** Opening Stored data block **

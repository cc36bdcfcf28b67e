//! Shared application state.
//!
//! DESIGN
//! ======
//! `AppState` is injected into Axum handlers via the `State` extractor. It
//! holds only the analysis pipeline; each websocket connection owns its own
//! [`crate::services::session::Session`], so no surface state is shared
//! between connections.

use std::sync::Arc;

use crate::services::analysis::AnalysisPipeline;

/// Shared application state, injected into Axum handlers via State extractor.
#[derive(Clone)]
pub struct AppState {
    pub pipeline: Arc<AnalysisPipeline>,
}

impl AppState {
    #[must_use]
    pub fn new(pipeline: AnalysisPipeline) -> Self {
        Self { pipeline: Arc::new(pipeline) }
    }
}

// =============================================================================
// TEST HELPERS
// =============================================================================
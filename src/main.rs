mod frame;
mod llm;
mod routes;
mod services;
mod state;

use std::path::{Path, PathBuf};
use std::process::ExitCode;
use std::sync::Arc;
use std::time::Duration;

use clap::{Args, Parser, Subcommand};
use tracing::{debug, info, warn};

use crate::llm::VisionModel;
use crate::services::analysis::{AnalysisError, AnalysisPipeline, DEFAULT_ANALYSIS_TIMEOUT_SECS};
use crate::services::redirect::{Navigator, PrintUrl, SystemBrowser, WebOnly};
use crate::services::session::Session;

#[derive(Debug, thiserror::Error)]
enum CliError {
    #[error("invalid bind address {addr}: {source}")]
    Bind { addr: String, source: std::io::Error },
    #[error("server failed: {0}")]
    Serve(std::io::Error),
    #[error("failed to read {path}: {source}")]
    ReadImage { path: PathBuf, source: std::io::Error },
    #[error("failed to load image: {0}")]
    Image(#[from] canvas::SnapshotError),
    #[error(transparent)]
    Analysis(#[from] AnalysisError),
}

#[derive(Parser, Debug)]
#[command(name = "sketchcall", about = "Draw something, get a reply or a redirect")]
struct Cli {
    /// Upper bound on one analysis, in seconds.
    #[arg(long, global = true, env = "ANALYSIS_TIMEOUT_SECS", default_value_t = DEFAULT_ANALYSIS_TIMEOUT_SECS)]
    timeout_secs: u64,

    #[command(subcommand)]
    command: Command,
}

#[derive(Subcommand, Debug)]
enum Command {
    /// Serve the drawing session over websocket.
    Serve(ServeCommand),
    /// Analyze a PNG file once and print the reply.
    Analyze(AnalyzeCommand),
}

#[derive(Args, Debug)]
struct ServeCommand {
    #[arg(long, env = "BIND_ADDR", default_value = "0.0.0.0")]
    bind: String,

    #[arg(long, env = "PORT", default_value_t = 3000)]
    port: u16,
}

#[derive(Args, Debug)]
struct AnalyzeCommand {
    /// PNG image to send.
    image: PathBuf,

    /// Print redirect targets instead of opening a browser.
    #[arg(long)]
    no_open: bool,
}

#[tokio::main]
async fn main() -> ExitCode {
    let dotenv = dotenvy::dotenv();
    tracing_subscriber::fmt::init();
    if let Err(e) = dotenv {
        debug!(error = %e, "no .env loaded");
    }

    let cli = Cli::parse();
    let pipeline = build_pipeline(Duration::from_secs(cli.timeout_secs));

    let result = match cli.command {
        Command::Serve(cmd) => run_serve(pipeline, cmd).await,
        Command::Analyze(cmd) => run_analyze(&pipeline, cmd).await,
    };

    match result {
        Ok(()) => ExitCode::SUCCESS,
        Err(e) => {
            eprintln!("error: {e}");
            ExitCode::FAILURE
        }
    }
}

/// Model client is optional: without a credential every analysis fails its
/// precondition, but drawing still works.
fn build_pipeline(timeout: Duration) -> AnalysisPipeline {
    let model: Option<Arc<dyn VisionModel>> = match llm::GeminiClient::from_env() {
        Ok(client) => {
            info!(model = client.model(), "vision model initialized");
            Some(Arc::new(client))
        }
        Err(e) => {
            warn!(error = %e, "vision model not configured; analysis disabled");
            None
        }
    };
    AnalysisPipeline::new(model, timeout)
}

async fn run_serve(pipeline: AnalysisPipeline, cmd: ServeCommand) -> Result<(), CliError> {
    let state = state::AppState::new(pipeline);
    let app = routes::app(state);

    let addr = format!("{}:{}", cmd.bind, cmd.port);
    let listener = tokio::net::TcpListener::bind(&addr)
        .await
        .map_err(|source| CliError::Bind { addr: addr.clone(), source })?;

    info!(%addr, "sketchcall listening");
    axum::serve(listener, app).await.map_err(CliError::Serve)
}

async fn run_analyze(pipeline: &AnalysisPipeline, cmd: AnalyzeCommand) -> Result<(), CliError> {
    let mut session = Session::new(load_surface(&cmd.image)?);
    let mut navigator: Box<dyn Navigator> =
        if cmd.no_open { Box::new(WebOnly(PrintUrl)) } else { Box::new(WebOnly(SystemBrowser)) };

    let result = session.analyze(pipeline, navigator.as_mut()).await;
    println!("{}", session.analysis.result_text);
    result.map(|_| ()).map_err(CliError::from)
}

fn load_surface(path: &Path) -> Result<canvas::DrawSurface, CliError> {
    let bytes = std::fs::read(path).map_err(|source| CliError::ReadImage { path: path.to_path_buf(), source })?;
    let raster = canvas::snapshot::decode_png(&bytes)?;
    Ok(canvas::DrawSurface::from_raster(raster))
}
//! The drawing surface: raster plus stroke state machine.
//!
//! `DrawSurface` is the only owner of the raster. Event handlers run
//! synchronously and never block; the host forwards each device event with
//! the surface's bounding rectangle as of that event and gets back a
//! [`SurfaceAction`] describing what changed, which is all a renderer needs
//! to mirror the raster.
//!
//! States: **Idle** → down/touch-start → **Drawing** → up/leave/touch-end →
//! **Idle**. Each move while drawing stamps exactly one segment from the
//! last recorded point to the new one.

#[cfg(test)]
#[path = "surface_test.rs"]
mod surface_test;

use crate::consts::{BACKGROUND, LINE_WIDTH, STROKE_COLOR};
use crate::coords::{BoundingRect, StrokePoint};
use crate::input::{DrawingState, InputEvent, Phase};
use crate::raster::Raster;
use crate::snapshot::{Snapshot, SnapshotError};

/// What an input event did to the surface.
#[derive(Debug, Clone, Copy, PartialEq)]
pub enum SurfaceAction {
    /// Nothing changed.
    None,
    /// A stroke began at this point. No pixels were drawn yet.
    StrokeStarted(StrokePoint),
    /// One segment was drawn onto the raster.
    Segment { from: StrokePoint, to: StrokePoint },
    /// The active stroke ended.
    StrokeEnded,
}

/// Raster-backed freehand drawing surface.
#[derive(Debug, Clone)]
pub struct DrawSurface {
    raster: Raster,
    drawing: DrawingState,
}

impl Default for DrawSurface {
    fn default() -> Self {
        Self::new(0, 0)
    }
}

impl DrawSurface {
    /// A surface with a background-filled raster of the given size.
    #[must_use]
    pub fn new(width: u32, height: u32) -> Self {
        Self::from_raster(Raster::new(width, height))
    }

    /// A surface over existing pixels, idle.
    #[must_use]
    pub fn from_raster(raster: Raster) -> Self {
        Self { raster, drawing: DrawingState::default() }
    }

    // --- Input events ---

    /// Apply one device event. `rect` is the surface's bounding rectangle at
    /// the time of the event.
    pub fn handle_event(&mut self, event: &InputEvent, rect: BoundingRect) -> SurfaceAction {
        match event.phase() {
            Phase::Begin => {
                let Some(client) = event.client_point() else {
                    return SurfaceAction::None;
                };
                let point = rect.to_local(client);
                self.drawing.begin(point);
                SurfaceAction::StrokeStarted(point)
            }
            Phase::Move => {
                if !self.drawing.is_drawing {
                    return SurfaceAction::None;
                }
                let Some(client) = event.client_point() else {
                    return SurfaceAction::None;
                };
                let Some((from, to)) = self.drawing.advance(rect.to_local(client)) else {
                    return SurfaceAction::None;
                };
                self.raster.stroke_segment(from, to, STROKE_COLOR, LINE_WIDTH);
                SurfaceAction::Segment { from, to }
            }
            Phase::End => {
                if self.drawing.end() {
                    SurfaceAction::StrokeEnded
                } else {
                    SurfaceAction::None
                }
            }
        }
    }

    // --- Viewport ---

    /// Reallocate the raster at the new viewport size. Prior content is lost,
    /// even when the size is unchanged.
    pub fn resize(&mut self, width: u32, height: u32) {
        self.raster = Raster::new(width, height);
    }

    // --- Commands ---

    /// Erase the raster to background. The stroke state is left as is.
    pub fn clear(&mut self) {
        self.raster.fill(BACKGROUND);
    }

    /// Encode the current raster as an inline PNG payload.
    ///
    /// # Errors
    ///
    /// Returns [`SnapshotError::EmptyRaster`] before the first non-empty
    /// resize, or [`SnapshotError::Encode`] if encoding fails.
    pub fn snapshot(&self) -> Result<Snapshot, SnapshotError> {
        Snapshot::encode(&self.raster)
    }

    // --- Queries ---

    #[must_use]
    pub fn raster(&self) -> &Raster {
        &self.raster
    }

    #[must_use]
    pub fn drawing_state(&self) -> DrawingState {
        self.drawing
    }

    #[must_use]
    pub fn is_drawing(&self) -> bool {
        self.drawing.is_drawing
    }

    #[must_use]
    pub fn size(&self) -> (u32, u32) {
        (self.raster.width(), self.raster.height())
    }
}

** Closing Stored data block **

• Task to carry out
Print exactly the lines above, between the one holding "to the surface." and the one holding "pub fn from_raster(raster: Raster)", inclusive, and nothing besides.

• Result for this exercise
/// What an input event did to the surface.
#[derive(Debug, Clone, Copy, PartialEq)]
pub enum SurfaceAction {
    /// Nothing changed.
    None,
    /// A stroke began at this point. No pixels were drawn yet.
    StrokeStarted(StrokePoint),
    /// One segment was drawn onto the raster.
    Segment { from: StrokePoint, to: StrokePoint },
    /// The active stroke ended.
    StrokeEnded,
}

/// Raster-backed freehand drawing surface.
#[derive(Debug, Clone)]
pub struct DrawSurface {
    raster: Raster,
    drawing: DrawingState,
}

impl Default for DrawSurface {
    fn default() -> Self {
        Self::new(0, 0)
    }
}

impl DrawSurface {
    /// A surface with a background-filled raster of the given size.
    #[must_use]
    pub fn new(width: u32, height: u32) -> Self {
        Self::from_raster(Raster::new(width, height))
    }

    /// A surface over existing pixels, idle.
    #[must_use]
    pub fn from_raster(raster: Raster) -> Self {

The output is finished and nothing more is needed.